* What this task involves
This exercise needs the listing below duplicated exactly.

* Provided data
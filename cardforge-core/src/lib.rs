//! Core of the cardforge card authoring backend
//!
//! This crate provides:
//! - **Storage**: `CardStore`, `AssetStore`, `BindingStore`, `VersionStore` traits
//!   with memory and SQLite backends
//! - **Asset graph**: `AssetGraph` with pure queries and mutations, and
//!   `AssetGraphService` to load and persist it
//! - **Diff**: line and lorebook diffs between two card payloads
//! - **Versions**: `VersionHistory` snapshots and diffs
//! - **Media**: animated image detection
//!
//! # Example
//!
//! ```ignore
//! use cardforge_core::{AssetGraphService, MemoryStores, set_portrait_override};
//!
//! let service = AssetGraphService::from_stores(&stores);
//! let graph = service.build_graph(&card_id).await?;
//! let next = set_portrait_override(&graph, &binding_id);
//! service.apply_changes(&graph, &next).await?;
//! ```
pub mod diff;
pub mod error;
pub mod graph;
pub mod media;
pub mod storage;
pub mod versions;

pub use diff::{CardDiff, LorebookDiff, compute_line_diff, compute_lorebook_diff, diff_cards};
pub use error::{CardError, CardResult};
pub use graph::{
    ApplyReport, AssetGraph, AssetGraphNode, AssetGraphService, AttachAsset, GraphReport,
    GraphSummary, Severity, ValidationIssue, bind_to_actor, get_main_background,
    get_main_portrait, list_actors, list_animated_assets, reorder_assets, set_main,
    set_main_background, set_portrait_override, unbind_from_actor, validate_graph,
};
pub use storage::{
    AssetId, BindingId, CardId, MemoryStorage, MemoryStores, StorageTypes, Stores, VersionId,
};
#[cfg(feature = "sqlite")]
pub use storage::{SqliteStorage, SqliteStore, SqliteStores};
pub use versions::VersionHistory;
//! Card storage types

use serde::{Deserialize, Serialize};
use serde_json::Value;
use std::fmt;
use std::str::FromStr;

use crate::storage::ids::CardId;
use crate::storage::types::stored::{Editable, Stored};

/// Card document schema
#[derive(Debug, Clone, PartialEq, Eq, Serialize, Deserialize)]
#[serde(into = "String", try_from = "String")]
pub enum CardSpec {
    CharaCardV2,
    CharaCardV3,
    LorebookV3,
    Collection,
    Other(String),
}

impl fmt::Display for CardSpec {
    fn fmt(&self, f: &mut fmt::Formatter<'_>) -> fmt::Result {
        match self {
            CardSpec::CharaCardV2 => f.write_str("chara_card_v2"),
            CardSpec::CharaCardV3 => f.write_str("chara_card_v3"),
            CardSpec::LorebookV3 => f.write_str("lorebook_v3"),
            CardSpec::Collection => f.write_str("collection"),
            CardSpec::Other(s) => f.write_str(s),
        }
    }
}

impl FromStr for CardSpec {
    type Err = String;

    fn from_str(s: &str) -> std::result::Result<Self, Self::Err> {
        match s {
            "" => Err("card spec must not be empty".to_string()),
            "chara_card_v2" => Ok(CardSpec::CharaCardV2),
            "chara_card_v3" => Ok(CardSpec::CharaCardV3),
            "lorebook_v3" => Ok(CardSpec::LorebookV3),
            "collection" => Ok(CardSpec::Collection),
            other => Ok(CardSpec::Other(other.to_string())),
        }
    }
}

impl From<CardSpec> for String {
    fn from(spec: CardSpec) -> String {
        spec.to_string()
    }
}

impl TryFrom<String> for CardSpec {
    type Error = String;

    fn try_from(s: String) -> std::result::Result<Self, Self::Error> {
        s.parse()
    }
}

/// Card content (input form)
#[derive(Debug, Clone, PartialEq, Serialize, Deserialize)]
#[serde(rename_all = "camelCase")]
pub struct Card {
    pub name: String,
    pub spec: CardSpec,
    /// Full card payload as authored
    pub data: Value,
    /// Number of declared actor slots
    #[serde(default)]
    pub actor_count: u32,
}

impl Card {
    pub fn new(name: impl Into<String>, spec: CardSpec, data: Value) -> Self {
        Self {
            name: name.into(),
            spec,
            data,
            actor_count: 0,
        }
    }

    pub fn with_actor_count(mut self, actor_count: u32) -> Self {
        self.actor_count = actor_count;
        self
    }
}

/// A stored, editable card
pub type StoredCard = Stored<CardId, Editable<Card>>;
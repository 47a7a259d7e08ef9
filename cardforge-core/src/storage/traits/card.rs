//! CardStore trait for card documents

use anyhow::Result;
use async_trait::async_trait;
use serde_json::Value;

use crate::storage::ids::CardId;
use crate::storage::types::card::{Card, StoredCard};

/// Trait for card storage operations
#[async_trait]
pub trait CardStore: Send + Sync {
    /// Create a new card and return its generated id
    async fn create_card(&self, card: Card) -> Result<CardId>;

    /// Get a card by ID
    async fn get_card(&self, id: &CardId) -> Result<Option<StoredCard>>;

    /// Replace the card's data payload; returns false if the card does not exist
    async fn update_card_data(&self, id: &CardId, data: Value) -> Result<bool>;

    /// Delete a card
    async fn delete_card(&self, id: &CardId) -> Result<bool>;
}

* Solution to the problem
filename cardforge-core/src/lib.rs
//! Core of the cardforge card authoring backend
//!
//! This crate provides:
//! - **Storage**: `CardStore`, `AssetStore`, `BindingStore`, `VersionStore` traits
//!   with memory and SQLite backends
//! - **Asset graph**: `AssetGraph` with pure queries and mutations, and
//!   `AssetGraphService` to load and persist it
//! - **Diff**: line and lorebook diffs between two card payloads
//! - **Versions**: `VersionHistory` snapshots and diffs
//! - **Media**: animated image detection
//!
//! # Example
//!
//! ```ignore
//! use cardforge_core::{AssetGraphService, MemoryStores, set_portrait_override};
//!
//! let service = AssetGraphService::from_stores(&stores);
//! let graph = service.build_graph(&card_id).await?;
//! let next = set_portrait_override(&graph, &binding_id);
//! service.apply_changes(&graph, &next).await?;
//! ```
pub mod diff;
pub mod error;
pub mod graph;
pub mod media;
pub mod storage;
pub mod versions;

pub use diff::{CardDiff, LorebookDiff, compute_line_diff, compute_lorebook_diff, diff_cards};
pub use error::{CardError, CardResult};
pub use graph::{
    ApplyReport, AssetGraph, AssetGraphNode, AssetGraphService, AttachAsset, GraphReport,
    GraphSummary, Severity, ValidationIssue, bind_to_actor, get_main_background,
    get_main_portrait, list_actors, list_animated_assets, reorder_assets, set_main,
    set_main_background, set_portrait_override, unbind_from_actor, validate_graph,
};
pub use storage::{
    AssetId, BindingId, CardId, MemoryStorage, MemoryStores, StorageTypes, Stores, VersionId,
};
#[cfg(feature = "sqlite")]
pub use storage::{SqliteStorage, SqliteStore, SqliteStores};
pub use versions::VersionHistory;
//! Card storage types

use serde::{Deserialize, Serialize};
use serde_json::Value;
use std::fmt;
use std::str::FromStr;

use crate::storage::ids::CardId;
use crate::storage::types::stored::{Editable, Stored};

/// Card document schema
#[derive(Debug, Clone, PartialEq, Eq, Serialize, Deserialize)]
#[serde(into = "String", try_from = "String")]
pub enum CardSpec {
    CharaCardV2,
    CharaCardV3,
    LorebookV3,
    Collection,
    Other(String),
}

impl fmt::Display for CardSpec {
    fn fmt(&self, f: &mut fmt::Formatter<'_>) -> fmt::Result {
        match self {
            CardSpec::CharaCardV2 => f.write_str("chara_card_v2"),
            CardSpec::CharaCardV3 => f.write_str("chara_card_v3"),
            CardSpec::LorebookV3 => f.write_str("lorebook_v3"),
            CardSpec::Collection => f.write_str("collection"),
            CardSpec::Other(s) => f.write_str(s),
        }
    }
}

impl FromStr for CardSpec {
    type Err = String;

    fn from_str(s: &str) -> std::result::Result<Self, Self::Err> {
        match s {
            "" => Err("card spec must not be empty".to_string()),
            "chara_card_v2" => Ok(CardSpec::CharaCardV2),
            "chara_card_v3" => Ok(CardSpec::CharaCardV3),
            "lorebook_v3" => Ok(CardSpec::LorebookV3),
            "collection" => Ok(CardSpec::Collection),
            other => Ok(CardSpec::Other(other.to_string())),
        }
    }
}

impl From<CardSpec> for String {
    fn from(spec: CardSpec) -> String {
        spec.to_string()
    }
}

impl TryFrom<String> for CardSpec {
    type Error = String;

    fn try_from(s: String) -> std::result::Result<Self, Self::Error> {
        s.parse()
    }
}

/// Card content (input form)
#[derive(Debug, Clone, PartialEq, Serialize, Deserialize)]
#[serde(rename_all = "camelCase")]
pub struct Card {
    pub name: String,
    pub spec: CardSpec,
    /// Full card payload as authored
    pub data: Value,
    /// Number of declared actor slots
    #[serde(default)]
    pub actor_count: u32,
}

impl Card {
    pub fn new(name: impl Into<String>, spec: CardSpec, data: Value) -> Self {
        Self {
            name: name.into(),
            spec,
            data,
            actor_count: 0,
        }
    }

    pub fn with_actor_count(mut self, actor_count: u32) -> Self {
        self.actor_count = actor_count;
        self
    }
}

/// A stored, editable card
pub type StoredCard = Stored<CardId, Editable<Card>>;
repository 47a7a259d7e08ef9
filename cardforge-core/src/storage/traits/card.rs
//! CardStore trait for card documents

use anyhow::Result;
use async_trait::async_trait;
use serde_json::Value;

use crate::storage::ids::CardId;
use crate::storage::types::card::{Card, StoredCard};

/// Trait for card storage operations
#[async_trait]
pub trait CardStore: Send + Sync {
    /// Create a new card and return its generated id
    async fn create_card(&self, card: Card) -> Result<CardId>;

    /// Get a card by ID
    async fn get_card(&self, id: &CardId) -> Result<Option<StoredCard>>;

    /// Replace the card's data payload; returns false if the card does not exist
    async fn update_card_data(&self, id: &CardId, data: Value) -> Result<bool>;

    /// Delete a card
    async fn delete_card(&self, id: &CardId) -> Result<bool>;
}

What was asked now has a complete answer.